* [What needs to be done]: Below is a listing. Gather each line of it that contains "impl".

* [Data for review]:

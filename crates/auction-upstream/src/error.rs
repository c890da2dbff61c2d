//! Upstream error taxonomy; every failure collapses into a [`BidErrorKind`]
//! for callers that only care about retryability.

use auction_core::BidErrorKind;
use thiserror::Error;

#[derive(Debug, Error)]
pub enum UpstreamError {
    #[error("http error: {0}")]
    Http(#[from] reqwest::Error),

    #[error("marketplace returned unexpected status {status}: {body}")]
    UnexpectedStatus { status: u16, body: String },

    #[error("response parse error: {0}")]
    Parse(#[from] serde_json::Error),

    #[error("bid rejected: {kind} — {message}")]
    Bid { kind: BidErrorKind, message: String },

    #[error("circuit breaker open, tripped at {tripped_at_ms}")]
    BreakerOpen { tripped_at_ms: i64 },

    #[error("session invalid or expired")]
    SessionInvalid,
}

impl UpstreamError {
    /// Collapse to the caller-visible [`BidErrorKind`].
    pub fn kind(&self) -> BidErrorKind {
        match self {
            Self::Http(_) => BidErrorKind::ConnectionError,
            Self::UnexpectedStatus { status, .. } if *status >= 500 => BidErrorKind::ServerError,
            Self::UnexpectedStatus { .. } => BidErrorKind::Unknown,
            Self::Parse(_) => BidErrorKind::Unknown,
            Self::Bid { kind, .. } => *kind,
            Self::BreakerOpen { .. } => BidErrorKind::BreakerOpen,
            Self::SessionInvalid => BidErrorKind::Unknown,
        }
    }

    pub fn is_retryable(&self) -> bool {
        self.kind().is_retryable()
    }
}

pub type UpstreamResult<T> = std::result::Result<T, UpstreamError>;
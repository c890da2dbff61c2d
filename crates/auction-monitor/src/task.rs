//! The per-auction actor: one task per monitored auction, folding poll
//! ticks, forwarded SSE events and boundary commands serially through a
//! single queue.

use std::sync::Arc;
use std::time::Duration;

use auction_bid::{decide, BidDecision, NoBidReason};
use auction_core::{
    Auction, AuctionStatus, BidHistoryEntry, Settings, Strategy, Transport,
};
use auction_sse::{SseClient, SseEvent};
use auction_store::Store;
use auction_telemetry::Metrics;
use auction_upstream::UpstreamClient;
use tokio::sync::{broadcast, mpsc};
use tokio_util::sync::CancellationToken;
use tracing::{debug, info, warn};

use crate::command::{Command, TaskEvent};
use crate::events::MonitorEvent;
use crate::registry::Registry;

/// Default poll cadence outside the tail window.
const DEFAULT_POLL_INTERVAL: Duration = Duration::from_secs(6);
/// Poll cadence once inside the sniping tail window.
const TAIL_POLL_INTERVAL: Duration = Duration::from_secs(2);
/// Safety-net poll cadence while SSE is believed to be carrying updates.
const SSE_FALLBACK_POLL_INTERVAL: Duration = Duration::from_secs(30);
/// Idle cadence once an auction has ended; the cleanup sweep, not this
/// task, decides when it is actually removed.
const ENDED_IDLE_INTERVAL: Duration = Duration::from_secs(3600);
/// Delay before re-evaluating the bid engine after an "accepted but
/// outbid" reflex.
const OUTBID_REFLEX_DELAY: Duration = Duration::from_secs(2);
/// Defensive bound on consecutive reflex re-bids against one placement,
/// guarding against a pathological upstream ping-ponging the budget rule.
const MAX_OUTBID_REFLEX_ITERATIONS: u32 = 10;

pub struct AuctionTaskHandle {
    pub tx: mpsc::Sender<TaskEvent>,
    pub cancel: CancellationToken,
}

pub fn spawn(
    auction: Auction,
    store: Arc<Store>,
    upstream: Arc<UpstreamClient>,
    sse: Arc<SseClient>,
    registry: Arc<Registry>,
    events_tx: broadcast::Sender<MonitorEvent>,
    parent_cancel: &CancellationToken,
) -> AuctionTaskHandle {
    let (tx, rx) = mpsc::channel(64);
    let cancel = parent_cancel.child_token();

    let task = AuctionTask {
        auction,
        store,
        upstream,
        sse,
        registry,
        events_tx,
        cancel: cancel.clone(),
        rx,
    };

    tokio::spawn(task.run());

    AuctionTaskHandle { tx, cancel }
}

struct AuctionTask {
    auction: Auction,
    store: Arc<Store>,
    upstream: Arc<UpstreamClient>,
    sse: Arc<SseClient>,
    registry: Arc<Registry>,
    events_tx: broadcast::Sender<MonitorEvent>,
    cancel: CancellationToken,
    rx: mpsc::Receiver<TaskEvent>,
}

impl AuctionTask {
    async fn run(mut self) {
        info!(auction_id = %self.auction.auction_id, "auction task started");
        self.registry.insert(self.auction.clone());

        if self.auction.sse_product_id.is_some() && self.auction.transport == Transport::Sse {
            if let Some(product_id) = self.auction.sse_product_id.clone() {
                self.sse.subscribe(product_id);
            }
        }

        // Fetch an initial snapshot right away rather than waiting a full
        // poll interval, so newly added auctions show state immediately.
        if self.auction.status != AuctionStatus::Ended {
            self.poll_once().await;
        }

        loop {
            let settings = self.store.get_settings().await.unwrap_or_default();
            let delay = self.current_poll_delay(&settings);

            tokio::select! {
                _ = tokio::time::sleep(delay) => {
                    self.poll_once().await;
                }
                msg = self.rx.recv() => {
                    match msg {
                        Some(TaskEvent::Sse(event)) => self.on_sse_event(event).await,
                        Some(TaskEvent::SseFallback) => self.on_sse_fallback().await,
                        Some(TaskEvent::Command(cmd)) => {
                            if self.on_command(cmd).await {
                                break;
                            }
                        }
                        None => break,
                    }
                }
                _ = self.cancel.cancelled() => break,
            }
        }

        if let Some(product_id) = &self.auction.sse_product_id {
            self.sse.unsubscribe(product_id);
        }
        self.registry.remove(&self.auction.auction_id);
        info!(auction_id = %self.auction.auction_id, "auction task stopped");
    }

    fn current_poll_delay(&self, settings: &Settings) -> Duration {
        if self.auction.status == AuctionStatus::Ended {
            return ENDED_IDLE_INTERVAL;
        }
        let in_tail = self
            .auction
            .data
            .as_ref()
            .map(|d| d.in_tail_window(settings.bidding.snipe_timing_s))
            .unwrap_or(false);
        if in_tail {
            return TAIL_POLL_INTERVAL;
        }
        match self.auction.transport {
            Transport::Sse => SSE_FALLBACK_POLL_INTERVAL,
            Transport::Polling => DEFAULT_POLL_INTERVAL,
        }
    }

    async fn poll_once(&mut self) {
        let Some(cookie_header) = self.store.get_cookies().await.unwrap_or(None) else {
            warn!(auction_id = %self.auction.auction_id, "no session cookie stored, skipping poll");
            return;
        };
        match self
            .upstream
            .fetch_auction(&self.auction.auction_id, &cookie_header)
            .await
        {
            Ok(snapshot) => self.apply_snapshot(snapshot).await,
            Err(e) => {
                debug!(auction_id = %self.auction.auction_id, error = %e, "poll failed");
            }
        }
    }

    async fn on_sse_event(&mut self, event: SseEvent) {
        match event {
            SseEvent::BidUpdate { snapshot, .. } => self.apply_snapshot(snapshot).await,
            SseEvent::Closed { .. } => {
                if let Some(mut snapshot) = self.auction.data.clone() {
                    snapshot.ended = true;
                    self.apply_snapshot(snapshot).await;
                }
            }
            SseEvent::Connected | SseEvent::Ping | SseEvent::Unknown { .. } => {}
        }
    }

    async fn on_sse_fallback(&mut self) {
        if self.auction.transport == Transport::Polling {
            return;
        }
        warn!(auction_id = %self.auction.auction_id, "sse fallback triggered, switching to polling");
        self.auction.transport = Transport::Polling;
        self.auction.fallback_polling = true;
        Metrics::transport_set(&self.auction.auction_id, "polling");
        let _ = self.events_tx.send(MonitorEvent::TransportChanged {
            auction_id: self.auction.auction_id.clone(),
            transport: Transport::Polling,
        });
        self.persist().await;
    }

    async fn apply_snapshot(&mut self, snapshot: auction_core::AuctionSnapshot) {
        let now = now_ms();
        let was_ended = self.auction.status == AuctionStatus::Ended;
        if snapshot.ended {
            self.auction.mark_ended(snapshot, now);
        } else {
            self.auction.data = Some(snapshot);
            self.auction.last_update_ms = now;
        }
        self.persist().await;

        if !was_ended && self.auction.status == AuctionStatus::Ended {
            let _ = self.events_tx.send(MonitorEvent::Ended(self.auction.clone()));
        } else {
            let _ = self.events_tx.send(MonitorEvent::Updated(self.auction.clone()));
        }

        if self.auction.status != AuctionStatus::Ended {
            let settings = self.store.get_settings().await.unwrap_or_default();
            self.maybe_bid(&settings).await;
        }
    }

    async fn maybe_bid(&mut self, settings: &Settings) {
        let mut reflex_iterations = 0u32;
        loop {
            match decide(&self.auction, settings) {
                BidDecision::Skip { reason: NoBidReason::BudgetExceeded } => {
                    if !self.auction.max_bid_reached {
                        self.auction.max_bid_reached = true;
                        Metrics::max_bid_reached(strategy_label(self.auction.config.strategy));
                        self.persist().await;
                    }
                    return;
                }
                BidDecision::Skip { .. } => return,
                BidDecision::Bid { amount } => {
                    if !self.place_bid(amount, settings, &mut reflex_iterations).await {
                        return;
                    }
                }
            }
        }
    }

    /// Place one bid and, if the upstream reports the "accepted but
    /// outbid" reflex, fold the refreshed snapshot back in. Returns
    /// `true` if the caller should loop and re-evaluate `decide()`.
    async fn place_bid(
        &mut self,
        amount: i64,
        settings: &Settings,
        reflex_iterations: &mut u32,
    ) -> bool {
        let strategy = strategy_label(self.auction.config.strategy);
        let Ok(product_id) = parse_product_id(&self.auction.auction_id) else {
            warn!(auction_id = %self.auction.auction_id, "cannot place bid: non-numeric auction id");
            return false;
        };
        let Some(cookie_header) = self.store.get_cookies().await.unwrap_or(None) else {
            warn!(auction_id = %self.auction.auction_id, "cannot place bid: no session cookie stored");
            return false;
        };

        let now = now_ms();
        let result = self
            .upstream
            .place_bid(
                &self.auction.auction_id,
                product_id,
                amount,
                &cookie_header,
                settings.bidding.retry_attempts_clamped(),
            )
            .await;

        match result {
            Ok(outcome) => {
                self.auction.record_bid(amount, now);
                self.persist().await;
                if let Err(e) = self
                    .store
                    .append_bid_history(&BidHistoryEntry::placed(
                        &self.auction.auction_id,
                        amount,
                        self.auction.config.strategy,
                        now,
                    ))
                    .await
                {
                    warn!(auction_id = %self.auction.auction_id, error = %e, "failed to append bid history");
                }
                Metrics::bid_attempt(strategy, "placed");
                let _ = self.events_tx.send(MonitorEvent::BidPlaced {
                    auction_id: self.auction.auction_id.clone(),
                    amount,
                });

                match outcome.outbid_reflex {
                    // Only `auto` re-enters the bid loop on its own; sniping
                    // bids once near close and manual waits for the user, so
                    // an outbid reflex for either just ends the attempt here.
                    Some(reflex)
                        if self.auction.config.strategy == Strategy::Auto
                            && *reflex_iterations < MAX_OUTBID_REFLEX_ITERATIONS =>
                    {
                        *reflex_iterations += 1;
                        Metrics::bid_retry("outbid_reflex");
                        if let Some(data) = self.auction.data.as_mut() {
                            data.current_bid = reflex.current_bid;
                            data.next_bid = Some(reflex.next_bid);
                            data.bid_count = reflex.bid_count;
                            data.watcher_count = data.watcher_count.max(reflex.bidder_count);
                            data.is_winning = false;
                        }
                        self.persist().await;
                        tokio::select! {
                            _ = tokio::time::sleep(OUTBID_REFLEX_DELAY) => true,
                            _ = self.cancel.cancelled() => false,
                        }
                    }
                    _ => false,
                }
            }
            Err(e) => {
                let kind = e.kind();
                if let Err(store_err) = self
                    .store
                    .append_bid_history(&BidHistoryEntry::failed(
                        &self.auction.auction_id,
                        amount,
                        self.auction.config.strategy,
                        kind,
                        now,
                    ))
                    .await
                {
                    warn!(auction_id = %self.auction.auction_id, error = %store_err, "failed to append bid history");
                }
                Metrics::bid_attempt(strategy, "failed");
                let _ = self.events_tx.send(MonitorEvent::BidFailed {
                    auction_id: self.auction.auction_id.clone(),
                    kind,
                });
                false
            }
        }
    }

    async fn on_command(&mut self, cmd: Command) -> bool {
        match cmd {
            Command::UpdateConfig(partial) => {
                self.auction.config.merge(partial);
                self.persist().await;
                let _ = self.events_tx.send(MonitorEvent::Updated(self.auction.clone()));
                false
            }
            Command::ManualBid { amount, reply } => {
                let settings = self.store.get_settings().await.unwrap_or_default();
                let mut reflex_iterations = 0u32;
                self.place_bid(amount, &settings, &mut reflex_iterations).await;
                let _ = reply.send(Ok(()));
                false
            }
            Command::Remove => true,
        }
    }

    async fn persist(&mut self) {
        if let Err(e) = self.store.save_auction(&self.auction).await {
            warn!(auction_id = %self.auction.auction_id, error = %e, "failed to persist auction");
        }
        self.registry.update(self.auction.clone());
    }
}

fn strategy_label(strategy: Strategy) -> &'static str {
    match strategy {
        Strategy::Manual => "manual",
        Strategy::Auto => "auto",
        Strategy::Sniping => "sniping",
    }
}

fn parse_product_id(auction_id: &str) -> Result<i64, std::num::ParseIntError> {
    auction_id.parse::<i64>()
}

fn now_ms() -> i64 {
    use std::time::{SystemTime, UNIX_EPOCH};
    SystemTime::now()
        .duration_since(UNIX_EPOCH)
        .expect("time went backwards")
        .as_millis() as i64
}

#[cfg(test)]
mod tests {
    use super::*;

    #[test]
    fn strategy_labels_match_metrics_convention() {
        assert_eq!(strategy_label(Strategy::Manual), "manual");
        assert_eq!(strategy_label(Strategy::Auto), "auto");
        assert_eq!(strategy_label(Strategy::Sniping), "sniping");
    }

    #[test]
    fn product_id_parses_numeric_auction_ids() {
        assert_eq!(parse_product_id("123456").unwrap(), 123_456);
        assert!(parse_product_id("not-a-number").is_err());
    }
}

* [Response below]:
impl UpstreamError {
impl AuctionTask {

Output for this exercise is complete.